Bei der ersten Einvernahme erzählte die Frau noch, dass ihre Mutter sie angegriffen habe, woraufhin es zu einem Kampf gekommen sei. Als sie gegangen sei, habe die Mutter ihr noch von der Türe aus nachgerufen. Sie gehe aber nicht davon aus, dass sich noch jemand anderes im Haus befunden hatte.
Ein nächstes Mal erzählte sie, dass sie aus der Einlegerwohnung Geräusche gehört habe, wie wenn ein Stuhl oder ein Tisch verschoben worden wäre.
In einer anderen Einvernahme – auf ihren eigenen Wunsch hin – erzählte die Beschuldigte, dass die Atemschutzmaske, die sie angeblich wegen Corona getragen hatte, «irgendwie» in den Mund ihrer Mutter geraten sei. Sie habe sie gestossen, woraufhin die Seniorin gestürzt sei.
Wiederum ein anderes Mal erzählte sie, dass ihre Bekannte, die laut Staatsanwaltschaft vor dem Haus beim Auto wartete, doch im Haus gewesen sein soll und auf die alte Frau eingeschlagen habe – diese Aussage zog sie scheinbar schnell wieder zurück.
Kriminalgericht sieht Mord – wenn auch nicht zwingend geplant
Schliesslich gelangte sie doch zum Teilgeständnis: Ja, sie habe ihre Mutter getötet. Aber nicht mit Absicht. Bei dieser Version blieb die St. Gallerin auch vor Gericht. Es sei zum Streit gekommen, die Mutter habe sie beschimpft und gekniffen. Sie habe ihre Mutter niemals umbringen wollen. Sie wisse nur noch, dass sie gewollt habe, dass diese ruhig sei und einfach nicht mehr rede.

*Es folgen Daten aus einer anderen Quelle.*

//! Comment clustering
//!
//! Comments whose anchors are close together vertically are grouped and shown
//! as one badge. Clusters are rebuilt from scratch on every pass; identity across
//! rebuilds is the id of the first member.

use crate::comment::{Comment, CommentId};
use crate::geometry::Rect;
use serde::Serialize;

/// Default distance below the first member that still joins a cluster
pub const CLUSTER_THRESHOLD_PX: f64 = 60.0;

/// A top-level comment with its resolved anchor y (container content space)
#[derive(Debug, Clone, PartialEq)]
pub struct PositionedComment {
    pub comment: Comment,
    pub y: f64,
}

impl PositionedComment {
    pub fn new(comment: Comment, y: f64) -> Self {
        Self { comment, y }
    }

    pub fn id(&self) -> CommentId {
        self.comment.id
    }
}

#[derive(Debug, Clone, PartialEq)]
pub struct Cluster {
    /// Members ordered by id
    pub comments: Vec<Comment>,

    /// Anchor y of the topmost member
    pub y_position: f64,
}

impl Cluster {
    /// Stable identity of the cluster: the smallest member id
    pub fn key(&self) -> CommentId {
        self.comments.first().map(|c| c.id).unwrap_or(CommentId(0))
    }

    pub fn comment_ids(&self) -> Vec<CommentId> {
        self.comments.iter().map(|c| c.id).collect()
    }

    pub fn contains(&self, id: CommentId) -> bool {
        self.comments.iter().any(|c| c.id == id)
    }

    pub fn len(&self) -> usize {
        self.comments.len()
    }

    pub fn is_empty(&self) -> bool {
        self.comments.is_empty()
    }
}

/// Summary of a cluster for machine-readable output
#[derive(Debug, Clone, PartialEq, Serialize)]
#[serde(rename_all = "camelCase")]
pub struct ClusterSummary {
    pub key: CommentId,
    pub comment_ids: Vec<CommentId>,
    pub y_position: f64,
}

impl From<&Cluster> for ClusterSummary {
    fn from(cluster: &Cluster) -> Self {
        Self {
            key: cluster.key(),
            comment_ids: cluster.comment_ids(),
            y_position: cluster.y_position,
        }
    }
}

/// Badge y for a highlight: centered on its first box
pub fn comment_anchor_y(first_box: &Rect, badge_height: f64) -> f64 {
    first_box.center().y - badge_height / 2.0
}

/// Group comments whose anchors lie within `threshold` of a cluster's first member
pub fn cluster_comments(mut positioned: Vec<PositionedComment>, threshold: f64) -> Vec<Cluster> {
    positioned.sort_by(|a, b| a.y.total_cmp(&b.y).then(a.id().cmp(&b.id())));

    let mut clusters: Vec<Cluster> = Vec::new();
    let mut current: Vec<Comment> = Vec::new();
    let mut first_y = 0.0;

    for item in positioned {
        if !current.is_empty() && item.y - first_y > threshold {
            clusters.push(finish_cluster(std::mem::take(&mut current), first_y));
        }
        if current.is_empty() {
            first_y = item.y;
        }
        current.push(item.comment);
    }
    if !current.is_empty() {
        clusters.push(finish_cluster(current, first_y));
    }

    tracing::trace!(clusters = clusters.len(), "clustered comments");
    clusters
}

fn finish_cluster(mut comments: Vec<Comment>, y_position: f64) -> Cluster {
    comments.sort_by_key(|c| c.id);
    Cluster {
        comments,
        y_position,
    }
}

#[cfg(test)]
mod tests {
    use super::*;
    use crate::comment::{CommentUser, Visibility};
    use chrono::{TimeZone, Utc};

    fn comment(id: i64) -> Comment {
        let at = Utc.timestamp_opt(1_700_000_000, 0).unwrap();
        Comment {
            id: CommentId(id),
            content: format!("comment {id}"),
            user: CommentUser::new(1, "ada"),
            annotation: None,
            parent_id: None,
            num_replies: 0,
            replies: None,
            visibility: Visibility::Public,
            created_at: at,
            updated_at: at,
        }
    }

    fn positioned(items: &[(i64, f64)]) -> Vec<PositionedComment> {
        items.iter().map(|(id, y)| PositionedComment::new(comment(*id), *y)).collect()
    }

    #[test]
    fn test_threshold_splits_clusters() {
        let clusters = cluster_comments(
            positioned(&[(1, 0.0), (2, 10.0), (3, 100.0), (4, 110.0)]),
            CLUSTER_THRESHOLD_PX,
        );
        assert_eq!(clusters.len(), 2);
        assert_eq!(clusters[0].comment_ids(), vec![CommentId(1), CommentId(2)]);
        assert_eq!(clusters[0].y_position, 0.0);
        assert_eq!(clusters[1].comment_ids(), vec![CommentId(3), CommentId(4)]);
        assert_eq!(clusters[1].y_position, 100.0);
    }

    #[test]
    fn test_distance_measured_from_first_member() {
        // 0, 50, 100: 100 is more than 60 below the first member even though it is
        // only 50 below the previous one.
        let clusters =
            cluster_comments(positioned(&[(1, 0.0), (2, 50.0), (3, 100.0)]), CLUSTER_THRESHOLD_PX);
        assert_eq!(clusters.len(), 2);
        assert_eq!(clusters[1].key(), CommentId(3));
    }

    #[test]
    fn test_exact_threshold_joins() {
        let clusters = cluster_comments(positioned(&[(1, 0.0), (2, 60.0)]), CLUSTER_THRESHOLD_PX);
        assert_eq!(clusters.len(), 1);
    }

    #[test]
    fn test_members_sorted_by_id() {
        let clusters = cluster_comments(positioned(&[(9, 5.0), (3, 20.0), (5, 0.0)]), 60.0);
        assert_eq!(clusters.len(), 1);
        assert_eq!(
            clusters[0].comment_ids(),
            vec![CommentId(3), CommentId(5), CommentId(9)]
        );
        assert_eq!(clusters[0].key(), CommentId(3));
        assert_eq!(clusters[0].y_position, 0.0);
    }

    #[test]
    fn test_empty_input() {
        assert!(cluster_comments(Vec::new(), 60.0).is_empty());
    }

    #[test]
    fn test_anchor_centers_badge() {
        let first = Rect::new(10.0, 100.0, 50.0, 20.0);
        assert_eq!(comment_anchor_y(&first, 32.0), 94.0);
    }
}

Das Kriminalgericht glaubte dies aber nicht. Die Beschuldigte passe ihre Aussagen jeweils an die Beweislage an. Das mache sie unglaubhaft. Und zum Teil seien sie widersprüchlich. So sagte die Beschuldigte, sie habe der Frau kein Kissen aufs Gesicht gedrückt, ihr ein solches aber unter den Kopf gelegt. Als der Leichtnahm gefunden wurde, lag das Kissen aber auf dem Gesicht.

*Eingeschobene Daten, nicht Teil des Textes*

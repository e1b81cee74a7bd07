//! Annotation overlay UI
//!
//! Connects the positioning engine to a rendering host: observer lifecycle,
//! frame scheduling, and keyed reconciliation of the overlay elements the
//! engine owns (connector lines, highlight rectangles, remote cursors).

pub mod connectors;
pub mod cursors;
pub mod highlights;
pub mod host;
pub mod pipeline;
pub mod registry;
pub mod session;

pub use connectors::{ConnectorLayer, ReconcileStats};
pub use cursors::CursorLayer;
pub use highlights::{HighlightLayer, HighlightSpec};
pub use host::{ContainerId, ObserverHandle, ObserverKind, ViewerEvent, ViewerHost};
pub use pipeline::{CommentPosition, FrameInput, FrameOutput, FramePipeline};
pub use registry::{
    ElementKind, ElementSpec, OverlayError, OverlayPatch, OverlaySink, OwnedElementRegistry,
    RecordingSink, OWNED_MARKER,
};
pub use session::ViewerSession;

Wie das Kriminalgericht festhält, gebe es aber auch Punkte, die gegen eine geplante Tat sprechen würden. So habe sie zwar eine Fluchtfahrerin mitgenommen, damit aber auch eine potenziell belastende Zeugin. Ausserdem habe sie sich selbst kein Alibi für die Tat beschafft. Auch sei die Tat selbst chaotisch abgelaufen und entspreche eher nicht einem minutiös geplanten Mord.
Letztlich könne der Beschuldigten nicht zweifelsfrei ein geplanter Mord vorgeworfen werden. Mord sei es aber immer noch. Die Tötung sei nicht aus einer reinen «Impulshandlung» erfolgt, schreibt das Gericht. Die zahlreichen Verletzungen, die der Seniorin zugefügt wurden, zeigten, mit welcher Brutalität die Beschuldigten vorgegangen sein soll. «Die exzessive Art der Tötung zeugt von einer grausamen und kaltblütigen Vorgehensweise», heisst es im Urteil.
Das Urteil ist noch nicht rechtskräftig. Als Nächstes muss sich das Kantonsgericht mit der Frage beschäftigen, ob die St. Gallerin ihre Mutter ermordet oder im Affekt umgebracht hatte.